El alma de los espías by Pablo Zarrabeitia

El alma de los espías by Pablo Zarrabeitia

autor:Pablo Zarrabeitia [Zarrabeitia, Pablo]
La lengua: spa
Format: epub
Tags: Novela, Intriga
editor: ePubLibre
publicado: 2020-08-01T00:00:00+00:00


BISONTES Y NIÑOS DE LA GUERRA

En una de las últimas fronteras espirituales de Europa hay un bosque interminable habitado por bisontes y espíritus, un rincón repleto de esa clase de Historia que no se refleja en las catedrales ni en los palacios.

Esa selva, llamada Białowieża, se extiende entre Polonia y Bielorrusia, y sus árboles ocultan pueblos de casas de madera, aislados de la vorágine del mundo. En las entradas de los pueblos hay plantadas cruces, ortodoxas o católicas, que indican al viajero la religión de sus habitantes.

El último zar ruso, Nicolás II, acudía a cazar a Białowieża a principios del siglo XX. Dos décadas más tarde, Hermann Goering, el delfín de Hitler, pensó que podría convertir la selva en su coto privado cuando Alemania ganase la guerra, y ordenó salvarla de la tala indiscriminada que los ejércitos del Reich llevaron a cabo en los bosques de Polonia.

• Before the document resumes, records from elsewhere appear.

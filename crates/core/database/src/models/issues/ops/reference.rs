use serde_json::{json, Value};
use snapfix_result::Result;

use crate::ReferenceDb;
use crate::{DeclineEntry, Issue, IssueStatus, RawIssue};

use super::AbstractIssues;

fn decode(document: Value) -> Option<RawIssue> {
    match serde_json::from_value::<RawIssue>(document) {
        Ok(issue) => Some(issue),
        Err(err) => {
            warn!("Skipping undecodable issue document: {err}");
            None
        }
    }
}

fn timestamp_of(document: &Value) -> Option<&str> {
    document.get("timestamp").and_then(Value::as_str)
}

#[async_trait]
impl AbstractIssues for ReferenceDb {
    /// Insert a new issue into the database
    async fn insert_issue(&self, issue: &Issue) -> Result<()> {
        let document = serde_json::to_value(issue).map_err(|_| create_error!(InternalError))?;

        let mut issues = self.issues.lock().await;
        if issues.contains_key(&issue.id) {
            Err(create_database_error!("insert", "issues"))
        } else {
            issues.insert(issue.id.to_string(), document);
            Ok(())
        }
    }

    /// Fetch an issue by its id
    async fn fetch_issue(&self, id: &str) -> Result<Option<RawIssue>> {
        let issues = self.issues.lock().await;
        Ok(issues.get(id).cloned().and_then(decode))
    }

    /// Fetch all issues, most recent timestamp first
    async fn fetch_issues(&self) -> Result<Vec<RawIssue>> {
        let issues = self.issues.lock().await;
        let mut documents: Vec<&Value> = issues.values().collect();

        // documents without a timestamp sort last
        documents.sort_by(|a, b| timestamp_of(b).cmp(&timestamp_of(a)));

        Ok(documents.into_iter().cloned().filter_map(decode).collect())
    }

    /// Replace the report of a pending issue and append to its decline history
    async fn update_pending_issue(
        &self,
        id: &str,
        report: &Value,
        decline: &DeclineEntry,
    ) -> Result<bool> {
        let entry = serde_json::to_value(decline).map_err(|_| create_error!(InternalError))?;

        let mut issues = self.issues.lock().await;
        let Some(Value::Object(document)) = issues.get_mut(id) else {
            return Ok(false);
        };

        if document.get("status").and_then(Value::as_str) != Some(IssueStatus::Pending.as_str()) {
            return Ok(false);
        }

        match document
            .entry("decline_history")
            .or_insert_with(|| json!([]))
        {
            Value::Array(history) => history.push(entry),
            _ => return Err(create_database_error!("update_one", "issues")),
        }

        document.insert("report".to_string(), report.clone());
        document.insert("decline_reason".to_string(), json!(decline.reason));
        document.insert("timestamp".to_string(), json!(decline.timestamp));

        Ok(true)
    }

    /// Set the status of an issue and clear its decline state
    async fn update_issue_status(
        &self,
        id: &str,
        status: IssueStatus,
        timestamp: &str,
    ) -> Result<bool> {
        let mut issues = self.issues.lock().await;
        let Some(Value::Object(document)) = issues.get_mut(id) else {
            return Ok(false);
        };

        document.insert("status".to_string(), json!(status.as_str()));
        document.insert("timestamp".to_string(), json!(timestamp));
        document.insert("decline_reason".to_string(), Value::Null);
        document.insert("decline_history".to_string(), json!([]));

        Ok(true)
    }
}
mod model;
mod ops;

pub use model::*;
pub use ops::*;
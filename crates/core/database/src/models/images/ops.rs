use snapfix_result::Result;

use crate::Image;

#[cfg(feature = "mongodb")]
mod mongodb;
mod reference;

#[async_trait]
pub trait AbstractImages: Sync + Send {
    /// Store an image under the given filename, returning its blob id
    async fn upload_image(&self, filename: &str, issue_id: &str, data: &[u8]) -> Result<String>;

    /// Fetch the most recent image stored under the given filename
    async fn fetch_image(&self, filename: &str) -> Result<Vec<u8>>;

    /// Delete an image by its blob id
    async fn delete_image(&self, id: &str) -> Result<()>;

    /// Fetch information about every stored image
    async fn fetch_images(&self) -> Result<Vec<Image>>;
}
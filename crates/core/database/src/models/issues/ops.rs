use serde_json::Value;
use snapfix_result::Result;

use crate::{DeclineEntry, Issue, IssueStatus, RawIssue};

#[cfg(feature = "mongodb")]
mod mongodb;
mod reference;

#[async_trait]
pub trait AbstractIssues: Sync + Send {
    /// Insert a new issue into the database
    async fn insert_issue(&self, issue: &Issue) -> Result<()>;

    /// Fetch an issue by its id
    async fn fetch_issue(&self, id: &str) -> Result<Option<RawIssue>>;

    /// Fetch all issues, most recent timestamp first
    async fn fetch_issues(&self) -> Result<Vec<RawIssue>>;

    /// Replace the report of a pending issue and append to its decline history
    ///
    /// Returns whether a pending issue was matched.
    async fn update_pending_issue(
        &self,
        id: &str,
        report: &Value,
        decline: &DeclineEntry,
    ) -> Result<bool>;

    /// Set the status of an issue and clear its decline state
    ///
    /// Returns whether an issue was matched.
    async fn update_issue_status(
        &self,
        id: &str,
        status: IssueStatus,
        timestamp: &str,
    ) -> Result<bool>;
}
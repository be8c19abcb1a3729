use snapfix_config::configure;
use snapfix_database::{DatabaseInfo, IssueRepository};
use snapfix_result::Result;
use tasks::prune_orphaned_images;

pub mod tasks;

#[tokio::main]
async fn main() -> Result<()> {
    configure!(crond);

    let repository = IssueRepository::new(DatabaseInfo::Auto);
    repository.database().await?;

    prune_orphaned_images::task(&repository).await
}
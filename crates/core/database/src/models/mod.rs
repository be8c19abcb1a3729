mod images;
mod issues;

pub use images::*;
pub use issues::*;

#[cfg(feature = "mongodb")]
use crate::MongoDb;
use crate::{Database, ReferenceDb};

pub trait AbstractDatabase: Sync + Send + images::AbstractImages + issues::AbstractIssues {}

impl AbstractDatabase for ReferenceDb {}

#[cfg(feature = "mongodb")]
impl AbstractDatabase for MongoDb {}

impl std::ops::Deref for Database {
    type Target = dyn AbstractDatabase;

    fn deref(&self) -> &Self::Target {
        match &self {
            Database::Reference(dummy) => dummy,
            #[cfg(feature = "mongodb")]
            Database::MongoDb(mongo) => mongo,
        }
    }
}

Los bisontes habían desaparecido de Białowieża a principios de siglo, pero gracias a los últimos ejemplares, que sobrevivieron en zoos y colecciones privadas, se pudieron repoblar los bosques con los mismos animales que los hombres de Altamira habían dibujado en sus cuevas. Białowieża era una reserva salpicada de lagos, pantanos y aldeas, escondidos en un bosque milenario. Algunos árboles disimulados entre la espesura tenían santuarios cristianos tallados en sus entrañas, como depositarios de una magia antigua y druídica.

La cita fue a las siete de la tarde, hora polaca de cenar, en Gospoda Carska, la Hacienda de los Zares, un restaurante construido en la estación de tren donde se apeaba Nicolás II cuando iba a cazar. Madero había viajado a Polonia con muchas dudas, temeroso de que Mercader también hubiese sido descubierto por el topo, pese a que la existencia del colaborador se había mantenido en el más estricto secreto durante décadas. En los últimos años, él era la única persona que se había reunido con el ruso, aparte de don Luis.

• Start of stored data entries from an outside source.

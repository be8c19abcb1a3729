use snapfix_database::{DatabaseInfo, IssueRepository};

#[tokio::main]
async fn main() {
    snapfix_config::setup_logging();

    let repository = IssueRepository::new(DatabaseInfo::Auto);
    let issues = repository.list_issues().await.unwrap();

    for issue in issues {
        println!(
            "{} [{}] {} ({}, {}) -> {}",
            issue.id,
            issue.status.as_str(),
            issue.issue_type,
            issue.address,
            issue.zip_code,
            issue.authority_name.join(", ")
        );
    }
}
use once_cell::sync::Lazy;
use regex::Regex;
use serde::de::IgnoredAny;
use serde_json::Value;

use crate::{
    timestamp_formatted_now, Authority, DeclineEntry, Issue, IssueStatus,
    FALLBACK_AUTHORITY_EMAIL, FALLBACK_AUTHORITY_NAME,
};

static RE_ZIP_CODE: Lazy<Regex> = Lazy::new(|| Regex::new("^[0-9]{5}$").unwrap());

/// Stored in place of a missing or malformed zip code
pub const NO_ZIP_CODE: &str = "N/A";
pub const DEFAULT_ADDRESS: &str = "Unknown Address";
pub const DEFAULT_TIMEZONE: &str = "UTC";
pub const DEFAULT_EMAIL_STATUS: &str = "pending";

const DEFAULT_ISSUE_TYPE: &str = "Unknown Issue";
const DEFAULT_DESCRIPTION: &str = "No description";
const DEFAULT_SEVERITY: &str = "Medium";
const DEFAULT_CATEGORY: &str = "Public";
const DEFAULT_PRIORITY: &str = "Medium";

/// Value which either matches `T` or is kept aside as malformed
#[derive(Deserialize, Debug, Clone)]
#[serde(untagged)]
pub enum Loose<T> {
    Valid(T),
    Invalid(IgnoredAny),
}

impl<T> Loose<T> {
    pub fn valid(self) -> Option<T> {
        match self {
            Loose::Valid(value) => Some(value),
            Loose::Invalid(_) => None,
        }
    }
}

/// Legacy documents stored a single authority as a bare string
#[derive(Deserialize, Debug, Clone)]
#[serde(untagged)]
pub enum OneOrMany {
    Many(Vec<Loose<String>>),
    One(String),
}

/// Image reference, older documents kept the native object id
#[derive(Deserialize, Debug, Clone)]
#[serde(untagged)]
pub enum ImageRef {
    Text(String),
    ObjectId {
        #[serde(rename = "$oid")]
        oid: String,
    },
}

/// Issue document as found in the store
///
/// Every field other than the id may be absent or hold an unexpected type;
/// [`RawIssue::into_issue`] resolves those to their defaults.
#[derive(Deserialize, Debug, Clone, Default)]
#[serde(default)]
pub struct RawIssue {
    #[serde(rename = "_id")]
    pub id: String,
    pub description: Option<Loose<String>>,
    pub address: Option<Loose<String>>,
    pub zip_code: Option<Loose<String>>,
    pub latitude: Option<Loose<f64>>,
    pub longitude: Option<Loose<f64>>,
    pub issue_type: Option<Loose<String>>,
    pub severity: Option<Loose<String>>,
    pub image_id: Option<Loose<ImageRef>>,
    pub status: Option<Loose<IssueStatus>>,
    pub report: Option<Value>,
    pub category: Option<Loose<String>>,
    pub priority: Option<Loose<String>>,
    pub report_id: Option<Loose<String>>,
    pub timestamp: Option<Loose<String>>,
    pub authority_email: Option<Loose<OneOrMany>>,
    pub authority_name: Option<Loose<OneOrMany>>,
    pub timestamp_formatted: Option<Loose<String>>,
    pub timezone_name: Option<Loose<String>>,
    pub user_email: Option<Loose<String>>,
    pub available_authorities: Option<Loose<Vec<Loose<Authority>>>>,
    pub decline_reason: Option<Loose<String>>,
    pub decline_history: Option<Loose<Vec<Loose<DeclineEntry>>>>,
    pub email_status: Option<Loose<String>>,
    pub email_errors: Option<Loose<Vec<Value>>>,
}

fn take<T>(field: Option<Loose<T>>) -> Option<T> {
    field.and_then(Loose::valid)
}

fn take_list(field: Option<Loose<OneOrMany>>) -> Vec<String> {
    match take(field) {
        Some(OneOrMany::Many(entries)) => entries.into_iter().filter_map(Loose::valid).collect(),
        Some(OneOrMany::One(entry)) => vec![entry],
        None => vec![],
    }
}

impl RawIssue {
    /// Resolve a stored document into a fully populated issue
    pub fn into_issue(self) -> Issue {
        let id = self.id;

        let image_id = match take(self.image_id) {
            Some(ImageRef::Text(image_id)) => image_id,
            Some(ImageRef::ObjectId { oid }) => {
                warn!("Invalid image_id format for issue {id}. Converting to string.");
                oid
            }
            None => String::new(),
        };

        let status = match self.status {
            Some(Loose::Valid(status)) => status,
            Some(Loose::Invalid(_)) => {
                warn!("Unknown status for issue {id}, treating as pending");
                IssueStatus::Pending
            }
            None => IssueStatus::Pending,
        };

        // a single malformed entry invalidates the whole list
        let available_authorities: Vec<Authority> = take(self.available_authorities)
            .and_then(|entries| entries.into_iter().map(Loose::valid).collect())
            .unwrap_or_default();

        let mut issue = Issue {
            description: take(self.description).unwrap_or_default(),
            address: take(self.address).unwrap_or_default(),
            zip_code: take(self.zip_code).unwrap_or_default(),
            latitude: take(self.latitude).unwrap_or(0.0),
            longitude: take(self.longitude).unwrap_or(0.0),
            issue_type: take(self.issue_type).unwrap_or_default(),
            severity: take(self.severity).unwrap_or_default(),
            image_id,
            status,
            report: self.report.unwrap_or(Value::Null),
            category: take(self.category).unwrap_or_default(),
            priority: take(self.priority).unwrap_or_default(),
            report_id: take(self.report_id).unwrap_or_default(),
            timestamp: take(self.timestamp).unwrap_or_default(),
            authority_email: take_list(self.authority_email),
            authority_name: take_list(self.authority_name),
            timestamp_formatted: take(self.timestamp_formatted).unwrap_or_default(),
            timezone_name: take(self.timezone_name).unwrap_or_default(),
            user_email: take(self.user_email),
            available_authorities,
            decline_reason: take(self.decline_reason),
            decline_history: take(self.decline_history)
                .map(|entries| entries.into_iter().filter_map(Loose::valid).collect())
                .unwrap_or_default(),
            email_status: take(self.email_status).unwrap_or_default(),
            email_errors: take(self.email_errors).unwrap_or_default(),
            id,
        };

        issue.normalise();
        issue
    }
}

/// Whether the zip code is exactly five digits
pub fn is_valid_zip_code(zip_code: &str) -> bool {
    RE_ZIP_CODE.is_match(zip_code)
}

/// Single fallback entry for both authority lists
pub fn fallback_authority_lists() -> (Vec<String>, Vec<String>) {
    (
        vec![FALLBACK_AUTHORITY_EMAIL.to_string()],
        vec![FALLBACK_AUTHORITY_NAME.to_string()],
    )
}

/// Check the parallel authority lists, `None` if they must be replaced
///
/// Both lists have to be non-empty, of equal length and free of blank entries.
pub fn authority_lists(
    emails: Vec<String>,
    names: Vec<String>,
) -> Option<(Vec<String>, Vec<String>)> {
    let blank = |entry: &String| entry.trim().is_empty();

    if emails.is_empty()
        || emails.len() != names.len()
        || emails.iter().any(blank)
        || names.iter().any(blank)
    {
        None
    } else {
        Some((emails, names))
    }
}

fn default_if_blank(field: &mut String, default: &str) {
    if field.trim().is_empty() {
        *field = default.to_string();
    }
}

impl Issue {
    /// Enforce the invariants every stored or returned issue satisfies
    ///
    /// Applied before every write and after every read.
    pub fn normalise(&mut self) {
        default_if_blank(&mut self.issue_type, DEFAULT_ISSUE_TYPE);
        default_if_blank(&mut self.description, DEFAULT_DESCRIPTION);
        default_if_blank(&mut self.address, DEFAULT_ADDRESS);
        default_if_blank(&mut self.severity, DEFAULT_SEVERITY);
        default_if_blank(&mut self.category, DEFAULT_CATEGORY);
        default_if_blank(&mut self.priority, DEFAULT_PRIORITY);
        default_if_blank(&mut self.timezone_name, DEFAULT_TIMEZONE);
        default_if_blank(&mut self.email_status, DEFAULT_EMAIL_STATUS);

        if self.timestamp_formatted.trim().is_empty() {
            self.timestamp_formatted = timestamp_formatted_now();
        }

        if !is_valid_zip_code(&self.zip_code) {
            if !self.zip_code.is_empty() && self.zip_code != NO_ZIP_CODE {
                debug!("Replacing invalid zip code {:?} of issue {}", self.zip_code, self.id);
            }

            self.zip_code = NO_ZIP_CODE.to_string();
        }

        if !self.latitude.is_finite() {
            self.latitude = 0.0;
        }

        if !self.longitude.is_finite() {
            self.longitude = 0.0;
        }

        let emails = std::mem::take(&mut self.authority_email);
        let names = std::mem::take(&mut self.authority_name);
        (self.authority_email, self.authority_name) =
            authority_lists(emails, names).unwrap_or_else(fallback_authority_lists);

        if self.available_authorities.is_empty()
            || !self.available_authorities.iter().all(Authority::is_complete)
        {
            self.available_authorities = vec![Authority::fallback()];
        }
    }
}

#[cfg(test)]
mod tests {
    use serde_json::json;

    use crate::{
        authority_lists, is_valid_zip_code, Authority, IssueStatus, RawIssue,
        FALLBACK_AUTHORITY_EMAIL, FALLBACK_AUTHORITY_NAME,
    };

    fn raw(document: serde_json::Value) -> RawIssue {
        serde_json::from_value(document).unwrap()
    }

    #[test]
    fn zip_code_format() {
        assert!(is_valid_zip_code("02134"));
        assert!(!is_valid_zip_code("2134"));
        assert!(!is_valid_zip_code("021345"));
        assert!(!is_valid_zip_code("0213a"));
        assert!(!is_valid_zip_code("N/A"));
        assert!(!is_valid_zip_code(""));
    }

    #[test]
    fn authority_lists_must_line_up() {
        let lists = authority_lists(vec!["a@x.org".into()], vec!["A".into()]);
        assert_eq!(lists, Some((vec!["a@x.org".into()], vec!["A".into()])));

        assert_eq!(authority_lists(vec![], vec![]), None);
        assert_eq!(
            authority_lists(vec!["a@x.org".into(), "b@x.org".into()], vec!["A".into()]),
            None
        );
        assert_eq!(authority_lists(vec!["".into()], vec!["A".into()]), None);
    }

    #[test]
    fn legacy_document_is_fully_populated() {
        let issue = raw(json!({ "_id": "legacy-1" })).into_issue();

        assert_eq!(issue.id, "legacy-1");
        assert_eq!(issue.issue_type, "Unknown Issue");
        assert_eq!(issue.description, "No description");
        assert_eq!(issue.address, "Unknown Address");
        assert_eq!(issue.zip_code, "N/A");
        assert_eq!(issue.latitude, 0.0);
        assert_eq!(issue.longitude, 0.0);
        assert_eq!(issue.severity, "Medium");
        assert_eq!(issue.category, "Public");
        assert_eq!(issue.priority, "Medium");
        assert_eq!(issue.status, IssueStatus::Pending);
        assert_eq!(issue.timezone_name, "UTC");
        assert!(!issue.timestamp_formatted.is_empty());
        assert_eq!(issue.user_email, None);
        assert_eq!(issue.decline_reason, None);
        assert!(issue.decline_history.is_empty());
        assert_eq!(issue.authority_email, vec![FALLBACK_AUTHORITY_EMAIL]);
        assert_eq!(issue.authority_name, vec![FALLBACK_AUTHORITY_NAME]);
        assert_eq!(issue.available_authorities, vec![Authority::fallback()]);
    }

    #[test]
    fn malformed_fields_fall_back() {
        let issue = raw(json!({
            "_id": "legacy-2",
            "latitude": "41.9",
            "longitude": 12,
            "severity": 3,
            "status": "archived",
            "zip_code": "1234",
            "image_id": { "$oid": "65f0c0ffee0000000000beef" },
            "authority_email": "roads@example.gov",
            "authority_name": ["Roads", null],
            "decline_history": [
                { "reason": "Blurry", "timestamp": "2025-01-01T10:00:00" },
                "not an entry"
            ]
        }))
        .into_issue();

        assert_eq!(issue.latitude, 0.0);
        assert_eq!(issue.longitude, 12.0);
        assert_eq!(issue.severity, "Medium");
        assert_eq!(issue.status, IssueStatus::Pending);
        assert_eq!(issue.zip_code, "N/A");
        assert_eq!(issue.image_id, "65f0c0ffee0000000000beef");
        assert_eq!(issue.authority_email, vec!["roads@example.gov"]);
        assert_eq!(issue.authority_name, vec!["Roads"]);
        assert_eq!(issue.decline_history.len(), 1);
        assert_eq!(issue.decline_history[0].reason, "Blurry");
    }

    #[test]
    fn mismatched_authority_lists_collapse() {
        let issue = raw(json!({
            "_id": "legacy-3",
            "authority_email": ["a@example.gov", "b@example.gov"],
            "authority_name": ["A"]
        }))
        .into_issue();

        assert_eq!(issue.authority_email, vec![FALLBACK_AUTHORITY_EMAIL]);
        assert_eq!(issue.authority_name, vec![FALLBACK_AUTHORITY_NAME]);
    }

    #[test]
    fn one_malformed_available_authority_replaces_all() {
        let issue = raw(json!({
            "_id": "legacy-4",
            "available_authorities": [
                { "name": "Parks", "email": "parks@example.gov", "type": "parks" },
                { "name": "Water", "email": "water@example.gov" }
            ]
        }))
        .into_issue();
        assert_eq!(issue.available_authorities, vec![Authority::fallback()]);

        let issue = raw(json!({
            "_id": "legacy-5",
            "available_authorities": [
                { "name": "Parks", "email": "parks@example.gov", "type": "parks" }
            ]
        }))
        .into_issue();
        assert_eq!(issue.available_authorities[0].name, "Parks");
    }

    #[test]
    fn null_fields_are_treated_as_absent() {
        let issue = raw(json!({
            "_id": "legacy-6",
            "category": null,
            "report": null,
            "user_email": null,
            "decline_reason": null
        }))
        .into_issue();

        assert_eq!(issue.category, "Public");
        assert!(issue.report.is_null());
        assert_eq!(issue.user_email, None);
        assert_eq!(issue.decline_reason, None);
    }
}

Madero, vestido con un abrigo ligero y un gorro plano de cazador, llegó a la cita en bicicleta, atravesando los bosques. Respiró aliviado al divisar en la puerta de la antigua estación a un anciano grande con la espalda encorvada, sombrero de ala ancha y una mata de pelo blanco flotando sobre unas gafas cuadradas que hubiese envidiado cualquier dictador norcoreano. Mercader no había renovado su vestuario desde los tiempos de la Guerra Fría, y su gabán de Berlín Oriental dejaba entrever un traje gris de burócrata moscovita pre-Gorbachov. Se apoyaba en un paraguas arcaico, una de las armas camufladas más eficaces en la época gloriosa del KGB.

Los dos espías se saludaron con templanza y educación, como viejos conocidos que se encuentran para hablar de negocios. Eligieron una mesa lejos de la puerta, algo deslumbrados por el restaurante, cuya decoración interior —manteles blancos y bordados, lámparas zaristas, adornos rococó— parecía más propia de San Petersburgo que de la inmensidad verde que los rodeaba. Se entretuvieron unos minutos en examinar la carta, mientras observaban de reojo al resto de comensales. Turistas. Polacos, europeos, algún bielorruso rico.